What you will do:
Transcribe the records word for word, beginning with the first line and ending with the line that contains "the given keyword."; include nothing else.
▬▬▬
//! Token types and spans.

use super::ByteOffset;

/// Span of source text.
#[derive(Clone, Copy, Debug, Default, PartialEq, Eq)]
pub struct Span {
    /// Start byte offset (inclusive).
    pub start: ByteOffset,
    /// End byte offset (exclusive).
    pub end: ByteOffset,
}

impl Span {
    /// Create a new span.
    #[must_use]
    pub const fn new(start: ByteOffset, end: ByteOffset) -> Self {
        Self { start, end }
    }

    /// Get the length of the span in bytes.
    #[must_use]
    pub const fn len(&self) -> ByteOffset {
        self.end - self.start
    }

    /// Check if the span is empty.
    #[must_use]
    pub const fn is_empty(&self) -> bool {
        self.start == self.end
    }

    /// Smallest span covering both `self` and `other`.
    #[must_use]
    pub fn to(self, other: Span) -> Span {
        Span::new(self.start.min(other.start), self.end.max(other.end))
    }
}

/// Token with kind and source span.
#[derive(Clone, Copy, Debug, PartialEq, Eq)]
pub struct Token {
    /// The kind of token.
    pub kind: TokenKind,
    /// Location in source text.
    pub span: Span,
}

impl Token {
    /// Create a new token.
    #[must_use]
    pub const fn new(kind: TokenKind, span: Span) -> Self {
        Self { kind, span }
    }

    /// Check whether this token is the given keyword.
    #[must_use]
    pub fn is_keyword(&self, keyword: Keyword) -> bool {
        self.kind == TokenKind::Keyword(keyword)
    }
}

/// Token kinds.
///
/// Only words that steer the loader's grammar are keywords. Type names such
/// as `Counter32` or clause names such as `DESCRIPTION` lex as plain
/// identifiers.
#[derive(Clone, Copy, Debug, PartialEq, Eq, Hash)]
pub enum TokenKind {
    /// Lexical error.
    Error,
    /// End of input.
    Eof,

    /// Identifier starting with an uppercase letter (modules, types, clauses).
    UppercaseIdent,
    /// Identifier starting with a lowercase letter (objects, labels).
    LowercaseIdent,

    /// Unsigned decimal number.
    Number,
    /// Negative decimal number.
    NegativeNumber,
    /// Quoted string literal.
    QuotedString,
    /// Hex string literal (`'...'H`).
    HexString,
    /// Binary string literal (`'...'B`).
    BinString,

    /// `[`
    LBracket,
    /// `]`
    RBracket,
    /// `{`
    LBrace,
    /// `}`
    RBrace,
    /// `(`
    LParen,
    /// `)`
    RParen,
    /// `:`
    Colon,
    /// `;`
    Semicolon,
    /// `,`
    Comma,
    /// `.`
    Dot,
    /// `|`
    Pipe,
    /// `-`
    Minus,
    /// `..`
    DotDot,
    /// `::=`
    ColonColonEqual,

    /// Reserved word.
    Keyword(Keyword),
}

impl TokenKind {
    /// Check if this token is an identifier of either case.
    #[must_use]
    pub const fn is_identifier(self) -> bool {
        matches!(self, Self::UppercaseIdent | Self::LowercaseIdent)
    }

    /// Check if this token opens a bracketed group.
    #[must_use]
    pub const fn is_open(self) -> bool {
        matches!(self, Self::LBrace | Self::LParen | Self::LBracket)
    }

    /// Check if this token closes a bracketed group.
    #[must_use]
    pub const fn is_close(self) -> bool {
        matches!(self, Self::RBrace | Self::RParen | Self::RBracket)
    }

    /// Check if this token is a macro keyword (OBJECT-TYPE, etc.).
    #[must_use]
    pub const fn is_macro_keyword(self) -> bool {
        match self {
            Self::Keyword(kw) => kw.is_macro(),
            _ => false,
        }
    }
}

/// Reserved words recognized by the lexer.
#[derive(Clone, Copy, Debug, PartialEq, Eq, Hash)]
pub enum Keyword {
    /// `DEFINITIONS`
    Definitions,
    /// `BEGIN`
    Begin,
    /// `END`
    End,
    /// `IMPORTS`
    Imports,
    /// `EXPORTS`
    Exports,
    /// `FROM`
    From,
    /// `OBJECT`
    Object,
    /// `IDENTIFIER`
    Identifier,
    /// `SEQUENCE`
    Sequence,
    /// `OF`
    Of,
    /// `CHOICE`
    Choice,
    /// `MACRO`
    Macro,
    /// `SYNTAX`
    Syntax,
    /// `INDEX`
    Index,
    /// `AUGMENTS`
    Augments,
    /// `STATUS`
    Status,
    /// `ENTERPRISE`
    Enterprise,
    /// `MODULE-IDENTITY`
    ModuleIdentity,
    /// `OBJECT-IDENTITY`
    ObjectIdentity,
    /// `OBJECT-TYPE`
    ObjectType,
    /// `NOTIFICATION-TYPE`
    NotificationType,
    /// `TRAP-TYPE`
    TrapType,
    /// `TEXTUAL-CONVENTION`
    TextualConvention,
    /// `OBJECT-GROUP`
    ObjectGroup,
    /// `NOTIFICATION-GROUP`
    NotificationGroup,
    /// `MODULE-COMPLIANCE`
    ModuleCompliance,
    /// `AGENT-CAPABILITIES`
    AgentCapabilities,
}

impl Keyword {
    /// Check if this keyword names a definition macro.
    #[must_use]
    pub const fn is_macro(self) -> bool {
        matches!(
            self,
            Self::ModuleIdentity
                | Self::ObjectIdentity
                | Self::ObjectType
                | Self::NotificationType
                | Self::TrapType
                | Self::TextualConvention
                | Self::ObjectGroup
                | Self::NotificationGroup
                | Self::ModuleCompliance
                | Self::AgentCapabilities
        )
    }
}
▬▬▬
Result:
//! Token types and spans.

use super::ByteOffset;

/// Span of source text.
#[derive(Clone, Copy, Debug, Default, PartialEq, Eq)]
pub struct Span {
    /// Start byte offset (inclusive).
    pub start: ByteOffset,
    /// End byte offset (exclusive).
    pub end: ByteOffset,
}

impl Span {
    /// Create a new span.
    #[must_use]
    pub const fn new(start: ByteOffset, end: ByteOffset) -> Self {
        Self { start, end }
    }

    /// Get the length of the span in bytes.
    #[must_use]
    pub const fn len(&self) -> ByteOffset {
        self.end - self.start
    }

    /// Check if the span is empty.
    #[must_use]
    pub const fn is_empty(&self) -> bool {
        self.start == self.end
    }

    /// Smallest span covering both `self` and `other`.
    #[must_use]
    pub fn to(self, other: Span) -> Span {
        Span::new(self.start.min(other.start), self.end.max(other.end))
    }
}

/// Token with kind and source span.
#[derive(Clone, Copy, Debug, PartialEq, Eq)]
pub struct Token {
    /// The kind of token.
    pub kind: TokenKind,
    /// Location in source text.
    pub span: Span,
}

impl Token {
    /// Create a new token.
    #[must_use]
    pub const fn new(kind: TokenKind, span: Span) -> Self {
        Self { kind, span }
    }

    /// Check whether this token is the given keyword.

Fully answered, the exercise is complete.